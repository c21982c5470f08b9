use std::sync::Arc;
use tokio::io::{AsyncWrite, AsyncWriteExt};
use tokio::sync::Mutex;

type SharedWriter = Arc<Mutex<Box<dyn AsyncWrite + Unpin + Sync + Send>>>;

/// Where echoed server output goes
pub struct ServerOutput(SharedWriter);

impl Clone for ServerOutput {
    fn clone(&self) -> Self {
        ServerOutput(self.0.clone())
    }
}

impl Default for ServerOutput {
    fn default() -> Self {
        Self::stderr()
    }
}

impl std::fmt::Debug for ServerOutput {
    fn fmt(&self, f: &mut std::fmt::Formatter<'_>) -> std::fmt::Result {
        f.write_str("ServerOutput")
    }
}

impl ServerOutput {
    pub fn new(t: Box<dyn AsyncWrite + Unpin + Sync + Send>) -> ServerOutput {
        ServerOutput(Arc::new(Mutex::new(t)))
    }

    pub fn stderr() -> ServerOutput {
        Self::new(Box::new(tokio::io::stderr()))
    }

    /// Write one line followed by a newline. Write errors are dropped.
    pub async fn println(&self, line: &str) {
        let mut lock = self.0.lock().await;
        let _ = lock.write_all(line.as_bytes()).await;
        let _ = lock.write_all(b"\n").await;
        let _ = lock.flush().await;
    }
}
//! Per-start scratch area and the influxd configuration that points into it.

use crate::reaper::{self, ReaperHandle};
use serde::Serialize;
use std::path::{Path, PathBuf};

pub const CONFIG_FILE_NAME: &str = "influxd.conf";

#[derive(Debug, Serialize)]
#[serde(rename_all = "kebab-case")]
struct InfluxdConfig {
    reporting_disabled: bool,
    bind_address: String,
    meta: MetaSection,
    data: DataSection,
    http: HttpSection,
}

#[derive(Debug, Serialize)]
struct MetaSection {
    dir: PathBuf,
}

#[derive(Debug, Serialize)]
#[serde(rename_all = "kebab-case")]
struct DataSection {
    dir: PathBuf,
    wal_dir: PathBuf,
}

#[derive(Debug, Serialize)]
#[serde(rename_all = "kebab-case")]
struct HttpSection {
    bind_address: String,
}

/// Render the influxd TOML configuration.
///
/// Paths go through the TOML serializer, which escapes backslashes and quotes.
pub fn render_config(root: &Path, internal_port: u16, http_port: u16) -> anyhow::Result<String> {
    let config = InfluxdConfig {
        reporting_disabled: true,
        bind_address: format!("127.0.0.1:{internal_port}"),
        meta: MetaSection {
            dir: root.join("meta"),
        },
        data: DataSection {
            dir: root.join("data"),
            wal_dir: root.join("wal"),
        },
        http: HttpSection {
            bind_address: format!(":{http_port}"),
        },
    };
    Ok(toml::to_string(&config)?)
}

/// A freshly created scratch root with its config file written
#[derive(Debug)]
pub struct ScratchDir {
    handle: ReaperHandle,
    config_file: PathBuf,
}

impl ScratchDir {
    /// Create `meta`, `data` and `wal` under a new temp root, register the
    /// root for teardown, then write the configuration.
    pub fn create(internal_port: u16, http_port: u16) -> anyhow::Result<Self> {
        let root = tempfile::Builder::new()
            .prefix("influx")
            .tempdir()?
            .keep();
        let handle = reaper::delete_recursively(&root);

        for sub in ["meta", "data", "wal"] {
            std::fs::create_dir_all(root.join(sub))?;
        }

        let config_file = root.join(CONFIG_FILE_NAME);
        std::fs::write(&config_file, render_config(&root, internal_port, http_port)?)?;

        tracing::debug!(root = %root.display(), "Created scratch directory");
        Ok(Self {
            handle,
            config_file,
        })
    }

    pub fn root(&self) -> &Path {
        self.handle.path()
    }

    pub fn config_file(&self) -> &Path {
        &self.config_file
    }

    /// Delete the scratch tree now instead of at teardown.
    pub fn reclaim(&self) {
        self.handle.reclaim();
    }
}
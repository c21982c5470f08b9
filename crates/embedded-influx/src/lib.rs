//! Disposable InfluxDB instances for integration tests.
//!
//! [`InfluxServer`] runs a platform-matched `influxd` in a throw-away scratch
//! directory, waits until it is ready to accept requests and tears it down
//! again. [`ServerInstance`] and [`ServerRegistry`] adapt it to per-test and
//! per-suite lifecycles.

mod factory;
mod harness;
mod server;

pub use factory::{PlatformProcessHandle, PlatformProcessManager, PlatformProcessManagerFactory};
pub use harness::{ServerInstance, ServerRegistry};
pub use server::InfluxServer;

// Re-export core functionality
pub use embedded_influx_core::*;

---------------

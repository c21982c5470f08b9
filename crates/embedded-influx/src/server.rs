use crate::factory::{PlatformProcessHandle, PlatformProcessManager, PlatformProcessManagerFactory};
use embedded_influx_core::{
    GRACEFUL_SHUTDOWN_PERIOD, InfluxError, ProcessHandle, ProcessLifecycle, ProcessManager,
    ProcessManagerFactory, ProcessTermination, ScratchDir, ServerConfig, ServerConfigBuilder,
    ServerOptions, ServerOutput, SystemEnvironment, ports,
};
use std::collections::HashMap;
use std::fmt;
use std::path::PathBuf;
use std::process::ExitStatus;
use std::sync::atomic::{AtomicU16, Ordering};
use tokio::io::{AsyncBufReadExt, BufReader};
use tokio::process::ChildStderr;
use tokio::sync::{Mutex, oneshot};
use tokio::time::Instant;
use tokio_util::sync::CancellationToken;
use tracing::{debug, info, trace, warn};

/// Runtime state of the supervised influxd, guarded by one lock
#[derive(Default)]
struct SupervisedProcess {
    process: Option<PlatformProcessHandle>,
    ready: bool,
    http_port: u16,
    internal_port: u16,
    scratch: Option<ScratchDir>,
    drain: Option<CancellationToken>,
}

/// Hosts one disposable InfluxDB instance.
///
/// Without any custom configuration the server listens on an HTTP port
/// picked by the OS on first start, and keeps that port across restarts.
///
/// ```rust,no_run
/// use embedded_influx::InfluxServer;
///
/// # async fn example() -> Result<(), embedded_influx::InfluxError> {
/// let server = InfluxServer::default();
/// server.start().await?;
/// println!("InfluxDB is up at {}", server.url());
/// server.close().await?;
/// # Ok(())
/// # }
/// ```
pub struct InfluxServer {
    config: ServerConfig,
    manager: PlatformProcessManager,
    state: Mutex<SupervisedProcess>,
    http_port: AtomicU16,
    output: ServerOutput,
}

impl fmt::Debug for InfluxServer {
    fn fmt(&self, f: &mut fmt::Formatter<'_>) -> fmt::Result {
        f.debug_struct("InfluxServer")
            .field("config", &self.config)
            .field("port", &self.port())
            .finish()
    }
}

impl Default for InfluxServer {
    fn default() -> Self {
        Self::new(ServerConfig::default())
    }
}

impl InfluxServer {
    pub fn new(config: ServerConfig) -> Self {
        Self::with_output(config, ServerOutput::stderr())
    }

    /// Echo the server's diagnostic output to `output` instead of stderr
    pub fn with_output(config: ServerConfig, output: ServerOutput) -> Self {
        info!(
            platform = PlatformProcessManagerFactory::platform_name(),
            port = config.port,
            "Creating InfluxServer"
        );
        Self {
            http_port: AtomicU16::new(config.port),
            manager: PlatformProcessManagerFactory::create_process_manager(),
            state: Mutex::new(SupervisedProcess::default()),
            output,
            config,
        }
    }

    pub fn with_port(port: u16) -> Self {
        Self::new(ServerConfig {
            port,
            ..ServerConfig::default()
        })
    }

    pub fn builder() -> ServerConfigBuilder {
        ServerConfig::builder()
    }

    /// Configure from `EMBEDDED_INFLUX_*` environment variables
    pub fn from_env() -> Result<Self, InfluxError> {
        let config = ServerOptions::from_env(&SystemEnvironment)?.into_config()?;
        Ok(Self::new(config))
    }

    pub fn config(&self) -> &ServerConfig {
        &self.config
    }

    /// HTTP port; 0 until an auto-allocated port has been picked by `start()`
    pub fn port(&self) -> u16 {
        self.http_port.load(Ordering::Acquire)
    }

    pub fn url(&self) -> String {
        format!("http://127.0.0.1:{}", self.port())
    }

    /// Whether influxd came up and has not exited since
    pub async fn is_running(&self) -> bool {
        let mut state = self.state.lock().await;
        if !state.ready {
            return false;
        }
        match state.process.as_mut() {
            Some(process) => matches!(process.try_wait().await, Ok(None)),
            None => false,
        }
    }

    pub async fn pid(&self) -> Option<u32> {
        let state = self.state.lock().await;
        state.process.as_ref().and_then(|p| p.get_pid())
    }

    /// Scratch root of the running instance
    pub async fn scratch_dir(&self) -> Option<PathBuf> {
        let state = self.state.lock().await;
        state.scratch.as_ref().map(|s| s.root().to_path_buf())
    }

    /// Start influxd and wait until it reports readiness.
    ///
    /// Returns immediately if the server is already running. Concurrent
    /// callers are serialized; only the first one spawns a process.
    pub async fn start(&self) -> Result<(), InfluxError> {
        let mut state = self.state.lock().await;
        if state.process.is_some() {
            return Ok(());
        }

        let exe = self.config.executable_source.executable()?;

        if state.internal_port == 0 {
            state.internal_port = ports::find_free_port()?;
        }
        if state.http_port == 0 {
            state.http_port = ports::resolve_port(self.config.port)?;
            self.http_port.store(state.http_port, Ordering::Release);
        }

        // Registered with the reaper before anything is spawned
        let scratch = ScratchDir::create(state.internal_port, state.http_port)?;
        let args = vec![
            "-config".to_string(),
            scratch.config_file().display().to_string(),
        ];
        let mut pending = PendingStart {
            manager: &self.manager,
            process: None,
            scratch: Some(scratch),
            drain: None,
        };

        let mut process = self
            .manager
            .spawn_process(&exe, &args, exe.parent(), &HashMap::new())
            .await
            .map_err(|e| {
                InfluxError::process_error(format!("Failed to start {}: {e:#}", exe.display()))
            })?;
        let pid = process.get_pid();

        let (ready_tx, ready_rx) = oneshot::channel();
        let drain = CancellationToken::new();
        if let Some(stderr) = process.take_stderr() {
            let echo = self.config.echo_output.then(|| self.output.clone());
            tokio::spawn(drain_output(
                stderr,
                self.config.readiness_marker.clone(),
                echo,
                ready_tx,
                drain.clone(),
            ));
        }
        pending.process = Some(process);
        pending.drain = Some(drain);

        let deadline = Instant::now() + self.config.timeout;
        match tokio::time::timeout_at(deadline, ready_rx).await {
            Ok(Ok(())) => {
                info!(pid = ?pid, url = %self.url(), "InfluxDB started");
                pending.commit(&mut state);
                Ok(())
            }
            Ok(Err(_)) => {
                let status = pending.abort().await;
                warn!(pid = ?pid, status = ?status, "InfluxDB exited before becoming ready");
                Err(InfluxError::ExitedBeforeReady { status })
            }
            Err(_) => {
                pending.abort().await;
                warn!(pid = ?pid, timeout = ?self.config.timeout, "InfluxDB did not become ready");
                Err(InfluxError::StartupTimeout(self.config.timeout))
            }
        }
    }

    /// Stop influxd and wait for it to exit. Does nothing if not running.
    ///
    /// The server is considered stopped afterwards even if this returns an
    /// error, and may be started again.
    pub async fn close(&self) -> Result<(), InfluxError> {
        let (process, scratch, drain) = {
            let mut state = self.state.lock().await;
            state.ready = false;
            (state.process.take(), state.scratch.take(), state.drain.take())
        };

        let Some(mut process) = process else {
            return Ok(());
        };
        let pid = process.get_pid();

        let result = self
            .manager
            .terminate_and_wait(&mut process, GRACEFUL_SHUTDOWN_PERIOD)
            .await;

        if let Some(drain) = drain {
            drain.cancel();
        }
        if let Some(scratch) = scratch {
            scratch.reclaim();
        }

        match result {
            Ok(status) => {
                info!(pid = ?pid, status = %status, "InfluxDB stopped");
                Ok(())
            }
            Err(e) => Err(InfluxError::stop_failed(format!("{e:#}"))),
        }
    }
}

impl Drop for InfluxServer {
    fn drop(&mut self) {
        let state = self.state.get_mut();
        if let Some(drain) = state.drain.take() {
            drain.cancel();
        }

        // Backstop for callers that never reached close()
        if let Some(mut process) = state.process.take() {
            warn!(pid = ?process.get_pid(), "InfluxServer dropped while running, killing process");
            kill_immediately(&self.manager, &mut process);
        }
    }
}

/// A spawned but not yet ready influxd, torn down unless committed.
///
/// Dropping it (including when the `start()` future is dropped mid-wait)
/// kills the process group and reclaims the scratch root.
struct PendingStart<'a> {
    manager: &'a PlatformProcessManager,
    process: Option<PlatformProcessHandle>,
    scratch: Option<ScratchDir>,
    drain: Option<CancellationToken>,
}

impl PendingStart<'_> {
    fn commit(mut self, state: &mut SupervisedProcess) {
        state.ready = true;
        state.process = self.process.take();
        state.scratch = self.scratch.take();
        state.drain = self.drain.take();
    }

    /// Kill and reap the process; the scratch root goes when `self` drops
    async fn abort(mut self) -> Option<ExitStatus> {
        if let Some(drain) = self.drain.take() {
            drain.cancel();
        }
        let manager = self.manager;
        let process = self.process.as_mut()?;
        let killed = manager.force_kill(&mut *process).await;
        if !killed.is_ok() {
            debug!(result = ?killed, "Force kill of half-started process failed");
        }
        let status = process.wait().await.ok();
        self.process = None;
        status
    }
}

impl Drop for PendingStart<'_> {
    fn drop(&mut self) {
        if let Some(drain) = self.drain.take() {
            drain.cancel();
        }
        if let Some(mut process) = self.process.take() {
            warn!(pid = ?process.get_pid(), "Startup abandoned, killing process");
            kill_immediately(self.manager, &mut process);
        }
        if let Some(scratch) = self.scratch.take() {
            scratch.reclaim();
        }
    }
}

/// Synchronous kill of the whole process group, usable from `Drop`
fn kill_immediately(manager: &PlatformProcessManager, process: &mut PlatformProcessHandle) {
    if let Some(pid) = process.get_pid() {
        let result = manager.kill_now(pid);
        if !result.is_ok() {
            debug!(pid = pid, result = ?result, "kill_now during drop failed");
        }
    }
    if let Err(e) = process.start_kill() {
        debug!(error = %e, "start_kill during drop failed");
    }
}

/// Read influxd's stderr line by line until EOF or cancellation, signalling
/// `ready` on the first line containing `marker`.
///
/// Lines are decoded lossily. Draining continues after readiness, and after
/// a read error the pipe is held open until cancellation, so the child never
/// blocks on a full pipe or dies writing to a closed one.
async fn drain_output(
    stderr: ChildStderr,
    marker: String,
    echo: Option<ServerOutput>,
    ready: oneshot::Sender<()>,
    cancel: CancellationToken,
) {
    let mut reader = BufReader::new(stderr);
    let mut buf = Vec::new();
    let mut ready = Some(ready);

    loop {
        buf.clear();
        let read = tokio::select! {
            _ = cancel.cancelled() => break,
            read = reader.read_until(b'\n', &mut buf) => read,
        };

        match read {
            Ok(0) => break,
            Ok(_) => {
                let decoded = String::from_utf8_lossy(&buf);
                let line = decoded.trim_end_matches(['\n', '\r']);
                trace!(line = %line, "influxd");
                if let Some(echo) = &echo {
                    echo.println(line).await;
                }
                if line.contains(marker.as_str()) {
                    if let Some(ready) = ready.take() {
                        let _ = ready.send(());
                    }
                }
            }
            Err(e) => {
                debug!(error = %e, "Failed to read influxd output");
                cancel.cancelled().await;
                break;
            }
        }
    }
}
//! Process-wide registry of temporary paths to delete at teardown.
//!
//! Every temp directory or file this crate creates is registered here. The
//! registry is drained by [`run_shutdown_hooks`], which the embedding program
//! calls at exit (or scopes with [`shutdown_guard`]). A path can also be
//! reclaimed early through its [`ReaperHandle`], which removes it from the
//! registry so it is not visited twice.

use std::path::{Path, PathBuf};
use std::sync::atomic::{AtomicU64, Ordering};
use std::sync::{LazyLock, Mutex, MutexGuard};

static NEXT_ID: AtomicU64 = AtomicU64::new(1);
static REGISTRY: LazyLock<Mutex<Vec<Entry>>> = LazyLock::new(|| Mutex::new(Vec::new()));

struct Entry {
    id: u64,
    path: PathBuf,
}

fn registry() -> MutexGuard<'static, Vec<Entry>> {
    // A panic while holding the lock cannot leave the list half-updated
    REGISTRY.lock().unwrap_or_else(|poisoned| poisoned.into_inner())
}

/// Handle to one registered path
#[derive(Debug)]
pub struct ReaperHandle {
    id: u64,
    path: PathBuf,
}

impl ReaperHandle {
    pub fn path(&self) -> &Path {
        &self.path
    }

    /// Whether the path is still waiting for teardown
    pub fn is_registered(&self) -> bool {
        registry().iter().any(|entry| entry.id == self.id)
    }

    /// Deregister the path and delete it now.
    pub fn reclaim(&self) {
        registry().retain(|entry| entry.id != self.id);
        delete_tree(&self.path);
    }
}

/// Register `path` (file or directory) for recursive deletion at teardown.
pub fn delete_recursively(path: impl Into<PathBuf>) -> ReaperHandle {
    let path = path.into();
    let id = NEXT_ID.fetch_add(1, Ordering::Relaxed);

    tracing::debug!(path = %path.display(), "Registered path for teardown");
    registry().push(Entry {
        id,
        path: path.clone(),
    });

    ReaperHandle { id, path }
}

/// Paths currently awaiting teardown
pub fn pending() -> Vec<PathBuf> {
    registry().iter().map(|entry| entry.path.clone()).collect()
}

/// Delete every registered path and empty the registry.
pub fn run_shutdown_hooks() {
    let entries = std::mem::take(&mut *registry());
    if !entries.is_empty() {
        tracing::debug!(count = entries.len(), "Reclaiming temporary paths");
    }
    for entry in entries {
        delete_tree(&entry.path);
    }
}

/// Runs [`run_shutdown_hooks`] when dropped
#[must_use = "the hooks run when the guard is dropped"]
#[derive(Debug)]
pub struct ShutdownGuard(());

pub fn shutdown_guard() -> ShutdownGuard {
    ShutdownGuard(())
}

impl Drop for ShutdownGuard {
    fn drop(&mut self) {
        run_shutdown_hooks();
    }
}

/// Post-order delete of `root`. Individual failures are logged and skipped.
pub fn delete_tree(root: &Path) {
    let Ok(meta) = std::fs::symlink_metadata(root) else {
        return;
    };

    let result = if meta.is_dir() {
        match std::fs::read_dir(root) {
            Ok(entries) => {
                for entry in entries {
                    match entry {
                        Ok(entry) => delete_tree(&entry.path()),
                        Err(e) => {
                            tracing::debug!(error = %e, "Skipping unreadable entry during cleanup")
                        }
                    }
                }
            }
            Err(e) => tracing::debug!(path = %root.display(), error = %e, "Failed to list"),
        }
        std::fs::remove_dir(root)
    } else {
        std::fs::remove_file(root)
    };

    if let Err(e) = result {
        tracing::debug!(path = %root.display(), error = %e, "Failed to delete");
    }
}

---------------

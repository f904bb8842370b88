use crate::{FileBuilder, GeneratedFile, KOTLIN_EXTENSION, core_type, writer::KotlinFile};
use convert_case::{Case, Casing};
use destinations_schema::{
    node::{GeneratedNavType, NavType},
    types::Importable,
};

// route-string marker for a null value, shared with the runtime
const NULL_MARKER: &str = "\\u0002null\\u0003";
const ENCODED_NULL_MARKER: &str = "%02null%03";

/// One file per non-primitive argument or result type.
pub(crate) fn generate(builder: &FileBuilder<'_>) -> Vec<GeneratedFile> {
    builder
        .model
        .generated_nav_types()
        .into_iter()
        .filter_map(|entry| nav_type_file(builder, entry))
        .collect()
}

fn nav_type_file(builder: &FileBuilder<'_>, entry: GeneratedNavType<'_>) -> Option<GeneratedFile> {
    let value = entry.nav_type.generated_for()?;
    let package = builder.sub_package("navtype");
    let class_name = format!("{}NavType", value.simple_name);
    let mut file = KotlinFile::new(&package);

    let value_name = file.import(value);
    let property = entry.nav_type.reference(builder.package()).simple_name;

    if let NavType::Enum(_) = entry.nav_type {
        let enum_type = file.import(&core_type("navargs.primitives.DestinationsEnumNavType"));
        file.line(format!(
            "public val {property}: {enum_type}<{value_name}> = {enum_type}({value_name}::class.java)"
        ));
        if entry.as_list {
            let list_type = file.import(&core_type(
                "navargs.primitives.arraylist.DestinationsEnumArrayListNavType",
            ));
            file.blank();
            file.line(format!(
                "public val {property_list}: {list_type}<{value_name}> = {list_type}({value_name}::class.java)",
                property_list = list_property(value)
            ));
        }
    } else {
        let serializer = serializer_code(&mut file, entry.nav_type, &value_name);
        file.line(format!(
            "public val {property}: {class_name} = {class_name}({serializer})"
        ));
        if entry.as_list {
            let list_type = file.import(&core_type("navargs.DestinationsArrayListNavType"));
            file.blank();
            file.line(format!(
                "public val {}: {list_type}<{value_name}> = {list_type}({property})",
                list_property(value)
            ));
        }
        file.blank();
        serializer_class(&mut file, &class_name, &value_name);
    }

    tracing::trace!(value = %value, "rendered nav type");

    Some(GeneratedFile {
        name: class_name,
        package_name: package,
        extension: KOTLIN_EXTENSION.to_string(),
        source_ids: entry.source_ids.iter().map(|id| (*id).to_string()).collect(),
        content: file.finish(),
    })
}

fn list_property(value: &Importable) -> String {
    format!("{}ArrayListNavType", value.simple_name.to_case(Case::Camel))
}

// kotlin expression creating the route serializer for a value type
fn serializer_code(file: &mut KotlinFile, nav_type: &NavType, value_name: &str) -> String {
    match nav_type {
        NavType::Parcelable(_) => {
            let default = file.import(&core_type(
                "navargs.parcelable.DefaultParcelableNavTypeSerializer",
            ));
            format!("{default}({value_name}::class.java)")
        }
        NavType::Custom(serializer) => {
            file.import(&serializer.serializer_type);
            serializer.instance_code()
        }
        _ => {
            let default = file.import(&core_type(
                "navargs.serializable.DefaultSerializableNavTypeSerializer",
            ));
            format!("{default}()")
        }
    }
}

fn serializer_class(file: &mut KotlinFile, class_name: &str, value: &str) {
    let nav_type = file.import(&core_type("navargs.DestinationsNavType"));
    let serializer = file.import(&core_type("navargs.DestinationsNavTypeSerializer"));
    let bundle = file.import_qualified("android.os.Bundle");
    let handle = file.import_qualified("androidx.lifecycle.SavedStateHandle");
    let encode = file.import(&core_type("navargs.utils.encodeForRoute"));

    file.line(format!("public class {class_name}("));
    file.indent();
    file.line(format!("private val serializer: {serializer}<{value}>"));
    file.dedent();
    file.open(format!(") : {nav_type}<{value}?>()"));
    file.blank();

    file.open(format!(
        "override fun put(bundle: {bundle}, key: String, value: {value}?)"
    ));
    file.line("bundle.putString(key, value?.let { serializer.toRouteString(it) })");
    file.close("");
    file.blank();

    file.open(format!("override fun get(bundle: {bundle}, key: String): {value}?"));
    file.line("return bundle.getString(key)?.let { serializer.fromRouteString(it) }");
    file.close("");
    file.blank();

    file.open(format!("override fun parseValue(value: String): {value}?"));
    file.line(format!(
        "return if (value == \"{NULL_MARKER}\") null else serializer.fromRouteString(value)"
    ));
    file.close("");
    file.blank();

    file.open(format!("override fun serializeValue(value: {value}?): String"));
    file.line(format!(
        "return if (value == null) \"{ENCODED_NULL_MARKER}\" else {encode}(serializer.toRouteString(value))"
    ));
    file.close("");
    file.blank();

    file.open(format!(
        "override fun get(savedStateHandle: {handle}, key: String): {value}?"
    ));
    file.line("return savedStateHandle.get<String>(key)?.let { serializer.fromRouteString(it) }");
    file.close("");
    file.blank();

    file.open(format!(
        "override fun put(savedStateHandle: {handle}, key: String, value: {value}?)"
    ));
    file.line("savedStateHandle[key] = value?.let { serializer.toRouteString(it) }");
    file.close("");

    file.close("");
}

---------------

== What is expected ==
Search the entries for the string "Whether" and return each line where it turns up.

== Exercise response ==
    /// Whether influxd came up and has not exited since
    /// Whether the path is still waiting for teardown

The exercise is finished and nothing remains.